[Available records Boundary: Start]

//! Metric descriptor construction
//!
//! Descriptors are computed once per collector from configuration alone, so
//! they exist before any resource has been observed. Label order is fixed
//! here and must match the order strategies produce label values in.

use super::config::{CrdConfig, MetricConfig, MetricKind};
use super::extract::sanitize_name;
use crate::error::{ExporterError, Result};
use prometheus::core::Desc;
use std::collections::{HashMap, HashSet};

const DEFAULT_VALUE_LABEL: &str = "value";
const DEFAULT_KEY_LABEL: &str = "key";
const STATE_LABEL: &str = "state";
const CONDITION_LABELS: [&str; 3] = ["type", "status", "reason"];

/// Stable identity of one configured metric family
#[derive(Debug, Clone)]
pub struct MetricDescriptor {
    pub name: String,
    pub help: String,
    pub kind: MetricKind,
    pub label_names: Vec<String>,
    /// The definition this descriptor was built from
    pub config: MetricConfig,
    pub(crate) desc: Desc,
}

impl MetricDescriptor {
    pub fn desc(&self) -> &Desc {
        &self.desc
    }
}

/// `prefix_crdname_metricname`, sanitized. An empty prefix is omitted.
pub fn metric_name(prefix: &str, crd_name: &str, metric: &str) -> String {
    let raw = [prefix, crd_name, metric]
        .iter()
        .filter(|part| !part.is_empty())
        .copied()
        .collect::<Vec<_>>()
        .join("_");
    sanitize_name(&raw)
}

/// Build descriptors for every metric of `crd`, in configuration order.
///
/// Fails on the first unknown metric type, invalid name/label set, or two
/// metrics that resolve to the same final name.
pub fn build_descriptors(crd: &CrdConfig, prefix: &str) -> Result<Vec<MetricDescriptor>> {
    let common: Vec<String> = crd.common_labels.keys().cloned().collect();
    let mut names = HashSet::with_capacity(crd.metrics.len());

    crd.metrics
        .iter()
        .map(|metric| {
            let descriptor = build_descriptor(crd, prefix, &common, metric)?;
            if !names.insert(descriptor.name.clone()) {
                return Err(ExporterError::InvalidCrd {
                    crd: crd.name.clone(),
                    reason: format!(
                        "metric {:?} duplicates metric name {}",
                        metric.name, descriptor.name
                    ),
                });
            }
            Ok(descriptor)
        })
        .collect()
}

fn build_descriptor(
    crd: &CrdConfig,
    prefix: &str,
    common: &[String],
    metric: &MetricConfig,
) -> Result<MetricDescriptor> {
    let kind: MetricKind = metric
        .kind
        .parse()
        .map_err(|kind| ExporterError::UnknownMetricType {
            crd: crd.name.clone(),
            metric: metric.name.clone(),
            kind,
        })?;

    let label_names = label_names(kind, common, metric);
    let name = metric_name(prefix, &crd.name, &metric.name);
    let help = if metric.help.is_empty() {
        format!("{} {} of {}", metric.name, kind, crd.name)
    } else {
        metric.help.clone()
    };

    let desc = Desc::new(name.clone(), help.clone(), label_names.clone(), HashMap::new())
        .map_err(|source| ExporterError::InvalidDescriptor {
            crd: crd.name.clone(),
            metric: metric.name.clone(),
            source,
        })?;

    Ok(MetricDescriptor {
        name,
        help,
        kind,
        label_names,
        config: metric.clone(),
        desc,
    })
}

fn label_names(kind: MetricKind, common: &[String], metric: &MetricConfig) -> Vec<String> {
    let key_label = || {
        if metric.key_label.is_empty() {
            DEFAULT_KEY_LABEL.to_string()
        } else {
            metric.key_label.clone()
        }
    };

    let mut names = Vec::with_capacity(common.len() + 3);
    match kind {
        MetricKind::Count => {
            let value_label = if metric.value_label.is_empty() {
                DEFAULT_VALUE_LABEL
            } else {
                &metric.value_label
            };
            names.push(value_label.to_string());
        }
        MetricKind::Info => {
            names.extend_from_slice(common);
            names.extend(metric.labels.keys().cloned());
        }
        MetricKind::Gauge => names.extend_from_slice(common),
        MetricKind::MapState => {
            names.extend_from_slice(common);
            names.push(key_label());
            names.push(STATE_LABEL.to_string());
        }
        MetricKind::MapGauge => {
            names.extend_from_slice(common);
            names.push(key_label());
        }
        MetricKind::Conditions => {
            names.extend_from_slice(common);
            names.extend(CONDITION_LABELS.iter().map(|l| l.to_string()));
        }
    }
    names
}

#[cfg(test)]
mod tests {
    use super::*;
    use crate::dynamic::config::GvrConfig;
    use std::collections::BTreeMap;

    fn metric(kind: &str, name: &str) -> MetricConfig {
        MetricConfig {
            kind: kind.to_string(),
            name: name.to_string(),
            help: format!("{name} help"),
            ..Default::default()
        }
    }

    fn crd(metrics: Vec<MetricConfig>) -> CrdConfig {
        CrdConfig {
            name: "test-crd".to_string(),
            gvr: GvrConfig::new("apps.example.com", "v1", "apps", "App"),
            common_labels: BTreeMap::from([
                ("namespace".to_string(), "metadata.namespace".to_string()),
                ("name".to_string(), "metadata.name".to_string()),
            ]),
            metrics,
            ..Default::default()
        }
    }

    #[test]
    fn test_metric_name_prefix_handling() {
        assert_eq!(metric_name("sealos", "test-crd", "value"), "sealos_test_crd_value");
        assert_eq!(metric_name("", "test-crd", "value"), "test_crd_value");
        assert_eq!(metric_name("Acme", "My.CRD", "Phase"), "acme_my_crd_phase");
    }

    #[test]
    fn test_label_order_per_kind() {
        let mut info = metric("info", "info");
        info.labels = BTreeMap::from([
            ("version".to_string(), "spec.version".to_string()),
            ("type".to_string(), "spec.type".to_string()),
        ]);
        let mut count = metric("count", "phase_count");
        count.value_label = "phase".to_string();
        let mut map_state = metric("map_state", "component_status");
        map_state.key_label = "component".to_string();

        let descs = build_descriptors(
            &crd(vec![
                info,
                count,
                metric("gauge", "replicas"),
                map_state,
                metric("map_gauge", "component_replicas"),
                metric("conditions", "condition"),
            ]),
            "test",
        )
        .unwrap();

        let labels: Vec<Vec<&str>> = descs
            .iter()
            .map(|d| d.label_names.iter().map(String::as_str).collect())
            .collect();

        assert_eq!(labels[0], ["name", "namespace", "type", "version"]);
        assert_eq!(labels[1], ["phase"]);
        assert_eq!(labels[2], ["name", "namespace"]);
        assert_eq!(labels[3], ["name", "namespace", "component", "state"]);
        assert_eq!(labels[4], ["name", "namespace", "key"]);
        assert_eq!(labels[5], ["name", "namespace", "type", "status", "reason"]);
    }

    #[test]
    fn test_count_defaults_value_label() {
        let descs = build_descriptors(&crd(vec![metric("count", "total")]), "").unwrap();
        assert_eq!(descs[0].label_names, vec!["value".to_string()]);
        assert_eq!(descs[0].name, "test_crd_total");
    }

    #[test]
    fn test_unknown_type_is_rejected() {
        let err = build_descriptors(&crd(vec![metric("histogram", "latency")]), "x").unwrap_err();
        match err {
            ExporterError::UnknownMetricType { crd, metric, kind } => {
                assert_eq!(crd, "test-crd");
                assert_eq!(metric, "latency");
                assert_eq!(kind, "histogram");
            }
            other => panic!("unexpected error: {other}"),
        }
    }

    #[test]
    fn test_duplicate_label_is_rejected() {
        let mut config = crd(vec![metric("conditions", "condition")]);
        config
            .common_labels
            .insert("type".to_string(), "spec.type".to_string());

        let err = build_descriptors(&config, "x").unwrap_err();
        assert!(matches!(err, ExporterError::InvalidDescriptor { .. }));
    }

    #[test]
    fn test_duplicate_metric_name_is_rejected() {
        let config = crd(vec![metric("gauge", "replicas"), metric("info", "replicas")]);
        match build_descriptors(&config, "x").unwrap_err() {
            ExporterError::InvalidCrd { crd, reason } => {
                assert_eq!(crd, "test-crd");
                assert!(reason.contains("x_test_crd_replicas"));
            }
            other => panic!("unexpected error: {other}"),
        }

        // Names that only differ before sanitizing also collide
        let config = crd(vec![metric("gauge", "ready-pods"), metric("gauge", "ready_pods")]);
        assert!(matches!(
            build_descriptors(&config, "x"),
            Err(ExporterError::InvalidCrd { .. })
        ));
    }

    #[test]
    fn test_empty_help_gets_fallback() {
        let mut gauge = metric("gauge", "replicas");
        gauge.help.clear();
        let descs = build_descriptors(&crd(vec![gauge]), "x").unwrap();
        assert!(!descs[0].help.is_empty());
    }

    #[test]
    fn test_descriptors_are_deterministic() {
        let config = crd(vec![metric("info", "info"), metric("conditions", "cond")]);
        let first = build_descriptors(&config, "p").unwrap();
        for _ in 0..10 {
            let again = build_descriptors(&config, "p").unwrap();
            for (a, b) in first.iter().zip(&again) {
                assert_eq!(a.name, b.name);
                assert_eq!(a.label_names, b.label_names);
            }
        }
    }
}
//! Configuration-driven metrics for arbitrary resource kinds
//!
//! This module turns a declarative `CrdConfig` into Prometheus metrics:
//! fail-soft path extraction over generic object trees, a small vocabulary
//! of metric types, and a resource cache read under one snapshot per scrape.

mod cache;
mod collector;
mod config;
mod descriptor;
mod extract;
mod strategy;


pub use cache::{CacheSnapshot, ResourceCache};
pub use collector::{ConfigurableCollector, MetricSamples};
pub use config::{
    ConditionConfig, ConditionFields, CrdCollectorConfig, CrdConfig, GvrConfig, MetricConfig,
    MetricKind,
};
pub use descriptor::{build_descriptors, metric_name, MetricDescriptor};
pub use extract::{
    extract_float, extract_map, extract_slice, extract_string, lookup, resource_key,
    sanitize_name, to_float,
};
pub use strategy::{common_label_values, count_samples, resource_samples};

use crate::error::Result;
use crate::lifecycle::LifecycleGate;
use crate::registry::StateCollector;
use crate::watch::WatchTarget;
use prometheus::core::Collector;

/// Name of the CRD collector in the registry
pub const COLLECTOR_NAME: &str = "crd";

/// All configured CRD collectors, managed as one registry entry
pub struct CrdCollector {
    collectors: Vec<ConfigurableCollector>,
}

impl CrdCollector {
    /// Build one collector per CRD. The first invalid definition aborts.
    pub fn new(
        config: &CrdCollectorConfig,
        metric_prefix: &str,
        gate: &LifecycleGate,
    ) -> Result<Self> {
        let collectors = config
            .crds
            .iter()
            .cloned()
            .map(|crd| ConfigurableCollector::new(crd, metric_prefix, gate.clone()))
            .collect::<Result<Vec<_>>>()?;

        Ok(Self { collectors })
    }

    pub fn collectors(&self) -> &[ConfigurableCollector] {
        &self.collectors
    }
}

impl StateCollector for CrdCollector {
    fn name(&self) -> &str {
        COLLECTOR_NAME
    }

    fn watch_targets(&self) -> Vec<WatchTarget> {
        self.collectors
            .iter()
            .flat_map(ConfigurableCollector::watch_targets)
            .collect()
    }

    fn has_synced(&self) -> bool {
        self.collectors.iter().all(ConfigurableCollector::has_synced)
    }

    fn prometheus_collectors(&self) -> Vec<Box<dyn Collector>> {
        self.collectors
            .iter()
            .filter(|c| !c.descriptors().is_empty())
            .map(|c| Box::new(c.clone()) as Box<dyn Collector>)
            .collect()
    }
}
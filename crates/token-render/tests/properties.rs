//! 提取与渲染的性质测试

use std::{borrow::Cow, collections::HashSet};

use proptest::prelude::*;
use token_render::*;

/// 逐字扫描统计 {{...}} 个数
fn count_markers(template: &str) -> usize {
    let mut count = 0;
    let mut rest = template;
    while let Some(start) = rest.find("{{") {
        match rest[start + 2..].find("}}") {
            Some(end) => {
                count += 1;
                rest = &rest[start + 2 + end + 2..];
            }
            None => break,
        }
    }
    count
}

/// 花括号密集的模板
fn template_strategy() -> impl Strategy<Value = String> {
    "[ab{}| ]{0,48}"
}

proptest! {
    #[test]
    fn unique_extraction_is_idempotent(template in template_strategy()) {
        let tokens = extract(&template, true);

        let raws: HashSet<_> = tokens.iter().map(Token::raw).collect();
        prop_assert_eq!(raws.len(), tokens.len());

        let joined = tokens.iter().map(Token::raw).collect::<Vec<_>>().join(" ");
        prop_assert_eq!(extract(&joined, true), tokens);
    }

    #[test]
    fn extraction_is_complete(template in template_strategy()) {
        prop_assert_eq!(extract(&template, false).len(), count_markers(&template));
    }

    #[test]
    fn tokens_keep_raw_shape(template in template_strategy()) {
        for token in extract(&template, false) {
            let rebuilt = match token.default_value() {
                Some(default) => format!("{{{{{}|{}}}}}", token.key(), default),
                None => format!("{{{{{}}}}}", token.key()),
            };
            prop_assert_eq!(token.raw(), rebuilt);
            prop_assert!(!token.key().contains('|'));
        }
    }

    #[test]
    fn render_without_values_keeps_markers(template in "[ab{} ]{0,48}") {
        prop_assert_eq!(render(&template, &()), template);
    }

    #[test]
    fn render_fills_every_occurrence(template in template_strategy()) {
        let parser = Template::from(template.as_str());
        let count = parser.tokens().count();

        let (result, errs) = parser.render_checked(&TokenValues::new());
        let bare = parser.tokens().filter(|t| t.default_value().is_none()).count();
        prop_assert_eq!(errs.len(), bare);

        let result_filled = parser.render_with(|_| Some(Cow::Borrowed("#")));
        prop_assert_eq!(result_filled.matches('#').count(), count);
        prop_assert_eq!(render(&template, &()), result);
    }

    #[test]
    fn render_is_total(template in any::<String>(), value in any::<String>()) {
        let tokens = extract(&template, true);
        let values: TokenValues = tokens.iter().map(|t| (t.key(), value.as_str())).collect();

        let _ = render(&template, &values);
    }
}
//! Tengen Chase headless runner
//!
//! Plays one game on the sample maze with the autopilot steering Pac and
//! logs every game event. Presentation scenes end immediately.
//!
//! Usage: `tengen-chase [settings.json]`
//!
//! Environment overrides: `TENGEN_SEED`, `TENGEN_MAX_TICKS`,
//! `TENGEN_DIFFICULTY`, `TENGEN_BOOSTER`, `TENGEN_MAP_CATEGORY`,
//! `TENGEN_START_LEVEL`.

use std::process::ExitCode;

use tengen_chase::sim::{GameFlowState, GameSession, GridWorld, SAMPLE_MAZE, TickInput};
use tengen_chase::{Difficulty, GameError, GameResult, MapCategory, PacBooster, Settings};

/// One hour of game time
const DEFAULT_MAX_TICKS: u64 = 60 * 60 * 60;

fn env_var(name: &str) -> Option<String> {
    std::env::var(name).ok().filter(|v| !v.is_empty())
}

fn load_settings() -> GameResult<Settings> {
    let mut settings = match std::env::args().nth(1) {
        Some(path) => {
            let json = std::fs::read_to_string(&path)
                .map_err(|e| GameError::InvalidSettings(format!("{path}: {e}")))?;
            Settings::from_json(&json)?
        }
        None => Settings::default(),
    };

    if let Some(name) = env_var("TENGEN_DIFFICULTY") {
        settings.difficulty =
            Difficulty::from_str(&name).ok_or(GameError::InvalidDifficulty(name))?;
    }
    if let Some(name) = env_var("TENGEN_BOOSTER") {
        settings.booster = PacBooster::from_str(&name).ok_or(GameError::InvalidBooster(name))?;
    }
    if let Some(name) = env_var("TENGEN_MAP_CATEGORY") {
        settings.map_category =
            MapCategory::from_str(&name).ok_or(GameError::InvalidMapCategory(name))?;
    }
    if let Some(level) = env_var("TENGEN_START_LEVEL") {
        let level = level
            .parse::<u32>()
            .map_err(|e| GameError::InvalidSettings(format!("TENGEN_START_LEVEL={level}: {e}")))?;
        settings.select_start_level(level)?;
    }
    settings.autopilot = true;
    settings.validate()?;
    Ok(settings)
}

fn run() -> GameResult<()> {
    let settings = load_settings()?;
    let seed = env_var("TENGEN_SEED")
        .and_then(|s| s.parse().ok())
        .unwrap_or(0x5EED);
    let max_ticks = env_var("TENGEN_MAX_TICKS")
        .and_then(|s| s.parse().ok())
        .unwrap_or(DEFAULT_MAX_TICKS);

    let maze = GridWorld::parse(SAMPLE_MAZE)?;
    let mut session = GameSession::new(settings, maze, seed)?;
    let mut game_started = false;

    while session.ticks() < max_ticks {
        let state = session.state();
        let input = TickInput {
            start: matches!(state, GameFlowState::Intro | GameFlowState::SettingOptions)
                && !game_started,
            scene_finished: true,
            ..Default::default()
        };
        session.update(&input);
        game_started |= session.round().playing;

        for event in session.drain_events() {
            log::info!("[tick {}] {:?}", session.ticks(), event);
        }
        if game_started && !session.round().playing {
            break;
        }
    }

    let round = session.round();
    println!(
        "Finished after {} ticks in state {}: level {}, score {}, lives {}",
        session.ticks(),
        session.state().as_str(),
        round.level_number,
        round.score.points,
        round.lives
    );
    Ok(())
}

fn main() -> ExitCode {
    env_logger::init();
    log::info!("Tengen Chase (headless) starting...");
    match run() {
        Ok(()) => ExitCode::SUCCESS,
        Err(e) => {
            log::error!("{e}");
            eprintln!("error: {e}");
            ExitCode::FAILURE
        }
    }
}
//! Deterministic simulation module
//!
//! All gameplay logic lives here. This module must be pure and deterministic:
//! - Fixed timestep only
//! - Seeded RNG only
//! - Stable iteration order (ghosts in personality order)
//! - No rendering, audio or platform dependencies

pub mod actors;
pub mod gatekeeper;
pub mod hunt;
pub mod hunting;
pub mod level;
pub mod speed;
pub mod state;
pub mod steering;
pub mod tick;
pub mod world;

pub use actors::{Bonus, BonusState, Direction, Ghost, GhostState, Pac, PacAnimation, Personality};
pub use gatekeeper::{GateKeeper, ReleaseReason};
pub use hunt::{HuntContext, HuntOutcome, hunting_step};
pub use hunting::{HuntingPhase, HuntingTimer};
pub use level::{Level, RoundContext};
pub use speed::ActorSpeedInputs;
pub use state::{GameEvent, GameFlowState, StateTimer};
pub use steering::Autopilot;
pub use tick::{GameSession, TickInput};
pub use world::{Food, GridWorld, House, Portal, SAMPLE_MAZE, Terrain};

[Available records Boundary: End]

**Task to carry out:** Only lines holding "WatchTarget" are wanted; copy all of them from the listing.

**Written answer:**
use crate::watch::WatchTarget;
    fn watch_targets(&self) -> Vec<WatchTarget> {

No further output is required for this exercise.